# TRY IT
Using the records below, output the stretch that opens with the line containing "use crate::services::word_source::WordSource;" and closes with the line containing "that value lookups", exactly and including both lines, with nothing more.

"""

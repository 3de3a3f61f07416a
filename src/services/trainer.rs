//! Active training sessions.
//!
//! The trainer owns the in-memory session registry and wires pass
//! outcomes to the word store: unknown words from any finished pass land
//! on the persisted review list, and a converged review session removes
//! its mastered words from it. Sessions idle past [`SESSION_TTL`] are
//! swept by the cleanup worker.

use std::collections::HashMap;
use std::sync::Arc;
use std::time::Duration;

use chrono::{DateTime, Utc};
use fiszki_core::{
    deck, Judgement, Language, Level, Pass, Phase, ReviewSession, ReviewState,
    TranslationDirection, Word, WordCategory, DEFAULT_BLOCK_SIZE,
};
use serde::{Deserialize, Serialize};
use thiserror::Error;
use tokio::sync::RwLock;
use tracing::{debug, info};
use uuid::Uuid;

use crate::services::word_source::WordSource;
use crate::store::{ListKind, WordStore};

/// Idle time after which a session is swept from the registry.
pub const SESSION_TTL: Duration = Duration::from_secs(30 * 60);

#[derive(Debug, Error)]
pub enum TrainerError {
    #[error("session not found")]
    SessionNotFound,
    #[error("no words available to study")]
    EmptyDeck,
    #[error("no unknown words to review")]
    NothingToReview,
    #[error("the current pass is still in progress")]
    PassInProgress,
    #[error("no further blocks in this word list")]
    NoMoreBlocks,
    #[error("operation does not apply to this session mode")]
    WrongMode,
}

#[derive(Debug, Clone, Copy, PartialEq, Eq, Serialize, Deserialize)]
#[serde(rename_all = "snake_case")]
pub enum SessionMode {
    Generated,
    Custom,
    Review,
}

#[derive(Debug, Clone, Copy, PartialEq, Eq, Serialize)]
#[serde(rename_all = "snake_case")]
pub enum PhaseView {
    Presenting,
    Revealed,
    Complete,
}
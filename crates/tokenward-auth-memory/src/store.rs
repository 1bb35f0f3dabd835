//! In-memory token store.
//!
//! Records are keyed by ID. Access and refresh token values are indexed so
//! that value lookups do not scan. Neither value changes after creation,
//! because attribute updates only touch revocation state.

use async_trait::async_trait;
use dashmap::DashMap;
use dashmap::mapref::entry::Entry;
use uuid::Uuid;

use tokenward_auth::storage::{TokenAttribute, TokenStore};
use tokenward_auth::{AccessToken, AuthError, AuthResult};

/// In-memory token store using DashMap.
///
/// Records are stored without in-memory state (see
/// [`AccessToken::detached`]), so every lookup yields a fresh record.
#[derive(Debug, Default)]
pub struct InMemoryTokenStore {
    /// Records by ID
    tokens: DashMap<Uuid, AccessToken>,
    /// Access token value -> record ID
    by_token: DashMap<String, Uuid>,
    /// Refresh token value -> record ID
    by_refresh_token: DashMap<String, Uuid>,
}

impl InMemoryTokenStore {
    /// Creates an empty store.
    pub fn new() -> Self {
        Self {
            tokens: DashMap::new(),
            by_token: DashMap::new(),
            by_refresh_token: DashMap::new(),
        }
    }

    /// Returns the number of stored records.
    pub fn len(&self) -> usize {
        self.tokens.len()
    }

    /// Returns `true` if the store holds no records.
    pub fn is_empty(&self) -> bool {
        self.tokens.is_empty()
    }

    fn get(&self, id: &Uuid) -> Option<AccessToken> {
        self.tokens.get(id).map(|entry| entry.value().detached())
    }
}

#[async_trait]
impl TokenStore for InMemoryTokenStore {
    async fn create(&self, token: &AccessToken) -> AuthResult<()> {
        // Every slot stays locked until all three are known to be free.
        let Entry::Vacant(record) = self.tokens.entry(token.id) else {
            return Err(AuthError::storage(format!(
                "AccessToken with id '{}' already exists",
                token.id
            )));
        };
        let Entry::Vacant(value) = self.by_token.entry(token.token.clone()) else {
            return Err(AuthError::storage("AccessToken value already exists"));
        };
        let refresh = match &token.refresh_token {
            Some(refresh) => match self.by_refresh_token.entry(refresh.clone()) {
                Entry::Vacant(slot) => Some(slot),
                Entry::Occupied(_) => {
                    return Err(AuthError::storage("Refresh token value already exists"));
                }
            },
            None => None,
        };

        if let Some(slot) = refresh {
            slot.insert(token.id);
        }
        value.insert(token.id);
        record.insert(token.detached());

        tracing::trace!(token_id = %token.id, "Stored token");
        Ok(())
    }

    async fn find_by_id(&self, id: Uuid) -> AuthResult<Option<AccessToken>> {
        Ok(self.get(&id))
    }

    async fn find_by_token(&self, token: &str) -> AuthResult<Option<AccessToken>> {
        let id = self.by_token.get(token).map(|entry| *entry.value());
        Ok(id.and_then(|id| self.get(&id)))
    }

    async fn find_by_refresh_token(
        &self,
        refresh_token: &str,
    ) -> AuthResult<Option<AccessToken>> {
        let id = self
            .by_refresh_token
            .get(refresh_token)
            .map(|entry| *entry.value());
        Ok(id.and_then(|id| self.get(&id)))
    }

    async fn update_attribute(&self, id: Uuid, attribute: TokenAttribute) -> AuthResult<()> {
        let mut entry = self
            .tokens
            .get_mut(&id)
            .ok_or_else(|| AuthError::storage(format!("AccessToken {id} not found")))?;
        attribute.apply(entry.value_mut());

        tracing::trace!(token_id = %id, field = attribute.field(), "Updated token attribute");
        Ok(())
    }
}

#[cfg(test)]
mod tests {
    use super::*;
    use std::sync::Arc;
    use time::OffsetDateTime;

    #[tokio::test]
    async fn test_create_and_find() {
        let store = InMemoryTokenStore::new();
        let token = AccessToken::new("access", "client").with_refresh_token("refresh");
        store.create(&token).await.unwrap();

        assert_eq!(store.len(), 1);
        let by_id = store.find_by_id(token.id).await.unwrap().unwrap();
        assert_eq!(by_id.token, "access");

        let by_token = store.find_by_token("access").await.unwrap().unwrap();
        assert_eq!(by_token.id, token.id);

        let by_refresh = store.find_by_refresh_token("refresh").await.unwrap().unwrap();
        assert_eq!(by_refresh.id, token.id);
    }

    #[tokio::test]
    async fn test_lookup_misses() {
        let store = InMemoryTokenStore::new();
        assert!(store.is_empty());
        assert!(store.find_by_id(Uuid::new_v4()).await.unwrap().is_none());
        assert!(store.find_by_token("nope").await.unwrap().is_none());
        assert!(store.find_by_refresh_token("nope").await.unwrap().is_none());
        assert!(store.find_by_refresh_token("").await.unwrap().is_none());
    }

    #[tokio::test]
    async fn test_duplicate_id_is_rejected() {
        let store = InMemoryTokenStore::new();
        let token = AccessToken::new("access", "client");
        store.create(&token).await.unwrap();

        let err = store.create(&token).await.unwrap_err();
        assert!(matches!(err, AuthError::Storage { .. }));
        assert!(err.to_string().contains("already exists"));
    }

    #[tokio::test]
    async fn test_duplicate_refresh_token_is_rejected() {
        let store = InMemoryTokenStore::new();
        store
            .create(&AccessToken::new("a1", "client").with_refresh_token("refresh"))
            .await
            .unwrap();

        let err = store
            .create(&AccessToken::new("a2", "client").with_refresh_token("refresh"))
            .await
            .unwrap_err();
        assert!(matches!(err, AuthError::Storage { .. }));
        assert_eq!(store.len(), 1);
    }

    #[tokio::test]
    async fn test_update_attribute() {
        let store = InMemoryTokenStore::new();
        let token = AccessToken::new("access", "client").with_previous_refresh_token("old");
        store.create(&token).await.unwrap();

        let now = OffsetDateTime::now_utc();
        store
            .update_attribute(token.id, TokenAttribute::RevokedAt(now))
            .await
            .unwrap();
        store
            .update_attribute(token.id, TokenAttribute::PreviousRefreshToken(String::new()))
            .await
            .unwrap();

        let stored = store.find_by_id(token.id).await.unwrap().unwrap();
        assert_eq!(stored.revoked_at, Some(now));
        assert!(stored.previous_refresh_token.is_empty());
    }

    #[tokio::test]
    async fn test_update_missing_record_fails() {
        let store = InMemoryTokenStore::new();
        let err = store
            .update_attribute(
                Uuid::new_v4(),
                TokenAttribute::RevokedAt(OffsetDateTime::now_utc()),
            )
            .await
            .unwrap_err();
        assert!(matches!(err, AuthError::Storage { .. }));
    }

    #[tokio::test(flavor = "multi_thread", worker_threads = 4)]
    async fn test_concurrent_creates_store_one_record() {
        let store = Arc::new(InMemoryTokenStore::new());
        let token = AccessToken::new("access", "client").with_refresh_token("refresh");

        let handles: Vec<_> = (0..16)
            .map(|_| {
                let store = store.clone();
                let token = token.clone();
                tokio::spawn(async move { store.create(&token).await.is_ok() })
            })
            .collect();

        let mut created = 0;
        for handle in handles {
            if handle.await.unwrap() {
                created += 1;
            }
        }

        assert_eq!(created, 1);
        assert_eq!(store.len(), 1);
    }

    #[tokio::test(flavor = "multi_thread", worker_threads = 4)]
    async fn test_concurrent_creates_claim_refresh_value_once() {
        let store = Arc::new(InMemoryTokenStore::new());

        let handles: Vec<_> = (0..16)
            .map(|i| {
                let store = store.clone();
                let token =
                    AccessToken::new(format!("access-{i}"), "client").with_refresh_token("refresh");
                tokio::spawn(async move { store.create(&token).await.is_ok() })
            })
            .collect();

        let mut created = 0;
        for handle in handles {
            if handle.await.unwrap() {
                created += 1;
            }
        }

        assert_eq!(created, 1);
        assert_eq!(store.len(), 1);
        assert_eq!(store.by_token.len(), 1);
        assert!(store.find_by_refresh_token("refresh").await.unwrap().is_some());
    }

    #[tokio::test]
    async fn test_rejected_create_leaves_no_index_entries() {
        let store = InMemoryTokenStore::new();
        store
            .create(&AccessToken::new("a1", "client").with_refresh_token("refresh"))
            .await
            .unwrap();

        store
            .create(&AccessToken::new("a2", "client").with_refresh_token("refresh"))
            .await
            .unwrap_err();

        assert!(store.find_by_token("a2").await.unwrap().is_none());
    }
}
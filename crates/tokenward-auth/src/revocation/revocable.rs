//! The revocation capability shared by token records.
//!
//! A token is revoked once `revoked_at` is set and no later than the time
//! of the check. A future `revoked_at` is a scheduled revocation: the token
//! stays usable until that instant passes. Revocation is one-way; nothing in
//! this module clears `revoked_at`.
//!
//! # Refresh token rotation
//!
//! When a refresh grant issues a new record, the record remembers the
//! refresh token it replaced in `previous_refresh_token`.
//! [`Revocable::revoke_previous_refresh_token`] revokes that predecessor (if
//! it is still live) and clears the pointer, so a superseded refresh token
//! cannot be replayed.
//!
//! # Example
//!
//! ```ignore
//! use tokenward_auth::clock::SystemClock;
//! use tokenward_auth::revocation::Revocable;
//!
//! let mut token = store.find_by_token("access").await?.unwrap();
//! token.revoke(store.as_ref(), &SystemClock).await?;
//! assert!(token.is_revoked());
//! ```

use async_trait::async_trait;
use time::{Duration, OffsetDateTime};
use uuid::Uuid;

use crate::{AuthError, AuthResult};
use crate::clock::{Clock, SystemClock};
use crate::storage::{TokenAttribute, TokenStore};
use crate::types::{AccessToken, PreviousToken};

/// Revoke, schedule, and query revocation of a token record.
///
/// Implementors expose their revocation fields; the provided methods carry
/// the behavior. Every write goes through [`TokenStore::update_attribute`]
/// first and is mirrored on the in-memory record only after it succeeds.
#[async_trait]
pub trait Revocable: Send + Sync {
    /// ID used to address the record in the store.
    fn record_id(&self) -> Uuid;

    /// When the record was (or will be) revoked.
    fn revoked_at(&self) -> Option<OffsetDateTime>;

    /// Refresh token value this record superseded, or `""`.
    fn previous_refresh_token(&self) -> &str;

    /// Memoized predecessor lookup.
    fn previous_token_mut(&mut self) -> &mut PreviousToken;

    /// Mirrors a persisted attribute change on the in-memory record.
    fn apply_attribute(&mut self, attribute: &TokenAttribute);

    /// Returns `true` if the record is revoked as of `now`.
    fn is_revoked_at(&self, now: OffsetDateTime) -> bool {
        self.revoked_at().is_some_and(|at| at <= now)
    }

    /// Returns `true` if the record is revoked as of the current wall-clock
    /// time.
    fn is_revoked(&self) -> bool {
        self.is_revoked_at(SystemClock.now())
    }

    /// Revokes the record at `clock.now()`.
    ///
    /// Revoking twice overwrites the timestamp; with a non-decreasing clock
    /// the record stays revoked.
    ///
    /// # Errors
    ///
    /// Returns the store's error if the write fails; the in-memory record is
    /// left unchanged in that case.
    async fn revoke(&mut self, store: &dyn TokenStore, clock: &dyn Clock) -> AuthResult<()> {
        let at = clock.now();
        tracing::debug!(token_id = %self.record_id(), revoked_at = %at, "Revoking token");
        update(self, store, TokenAttribute::RevokedAt(at)).await
    }

    /// Revokes the record at the current wall-clock time.
    ///
    /// # Errors
    ///
    /// Returns the store's error if the write fails.
    async fn revoke_now(&mut self, store: &dyn TokenStore) -> AuthResult<()> {
        self.revoke(store, &SystemClock).await
    }

    /// Schedules revocation at `clock.now() + delay`.
    ///
    /// # Errors
    ///
    /// Returns `AuthError::InvalidSchedule` without writing if the resulting
    /// time is out of range, or the store's error if the write fails.
    async fn revoke_in(
        &mut self,
        store: &dyn TokenStore,
        clock: &dyn Clock,
        delay: Duration,
    ) -> AuthResult<()> {
        let at = clock.now().checked_add(delay).ok_or_else(|| {
            AuthError::invalid_schedule(format!("revocation delay {delay} is out of range"))
        })?;
        tracing::debug!(
            token_id = %self.record_id(),
            revoked_at = %at,
            "Scheduling token revocation"
        );
        update(self, store, TokenAttribute::RevokedAt(at)).await
    }

    /// Revokes the refresh token this record replaced and clears the pointer.
    ///
    /// The predecessor is looked up once per in-memory record and the result
    /// is reused by later calls. A missing predecessor is not an error. An
    /// already-revoked predecessor is left untouched. The pointer is cleared
    /// in every case.
    ///
    /// Returns `true` if this call revoked the predecessor.
    ///
    /// # Errors
    ///
    /// Returns the store's error if the lookup or either write fails.
    async fn revoke_previous_refresh_token(
        &mut self,
        store: &dyn TokenStore,
        clock: &dyn Clock,
    ) -> AuthResult<bool> {
        if self.previous_token_mut().is_resolved() {
            tracing::trace!(
                token_id = %self.record_id(),
                "Previous refresh token already resolved"
            );
        } else {
            let previous = self.previous_refresh_token().to_owned();
            let found = if previous.is_empty() {
                None
            } else {
                store.find_by_refresh_token(&previous).await?
            };
            self.previous_token_mut().resolve(found);
        }

        let mut revoked = false;
        if let Some(prior) = self.previous_token_mut().get_mut()
            && !prior.is_revoked_at(clock.now())
        {
            prior.revoke(store, clock).await?;
            revoked = true;
        }

        update(self, store, TokenAttribute::PreviousRefreshToken(String::new())).await?;

        tracing::debug!(
            token_id = %self.record_id(),
            revoked_previous = revoked,
            "Processed previous refresh token"
        );
        Ok(revoked)
    }
}

async fn update<T: Revocable + ?Sized>(
    token: &mut T,
    store: &dyn TokenStore,
    attribute: TokenAttribute,
) -> AuthResult<()> {
    store
        .update_attribute(token.record_id(), attribute.clone())
        .await?;
    token.apply_attribute(&attribute);
    Ok(())
}

impl Revocable for AccessToken {
    fn record_id(&self) -> Uuid {
        self.id
    }

    fn revoked_at(&self) -> Option<OffsetDateTime> {
        self.revoked_at
    }

    fn previous_refresh_token(&self) -> &str {
        &self.previous_refresh_token
    }

    fn previous_token_mut(&mut self) -> &mut PreviousToken {
        &mut self.previous_token
    }

    fn apply_attribute(&mut self, attribute: &TokenAttribute) {
        attribute.apply(self);
    }
}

"""

# ANSWER SPACE
use crate::services::word_source::WordSource;
use crate::store::{ListKind, WordStore};

/// Idle time after which a session is swept from the registry.
pub const SESSION_TTL: Duration = Duration::from_secs(30 * 60);

#[derive(Debug, Error)]
pub enum TrainerError {
    #[error("session not found")]
    SessionNotFound,
    #[error("no words available to study")]
    EmptyDeck,
    #[error("no unknown words to review")]
    NothingToReview,
    #[error("the current pass is still in progress")]
    PassInProgress,
    #[error("no further blocks in this word list")]
    NoMoreBlocks,
    #[error("operation does not apply to this session mode")]
    WrongMode,
}

#[derive(Debug, Clone, Copy, PartialEq, Eq, Serialize, Deserialize)]
#[serde(rename_all = "snake_case")]
pub enum SessionMode {
    Generated,
    Custom,
    Review,
}

#[derive(Debug, Clone, Copy, PartialEq, Eq, Serialize)]
#[serde(rename_all = "snake_case")]
pub enum PhaseView {
    Presenting,
    Revealed,
    Complete,
}
filename crates/tokenward-auth-memory/src/store.rs
repository 1bb35f0f3dabd835
//! In-memory token store.
//!
//! Records are keyed by ID. Access and refresh token values are indexed so
//! that value lookups do not scan. Neither value changes after creation,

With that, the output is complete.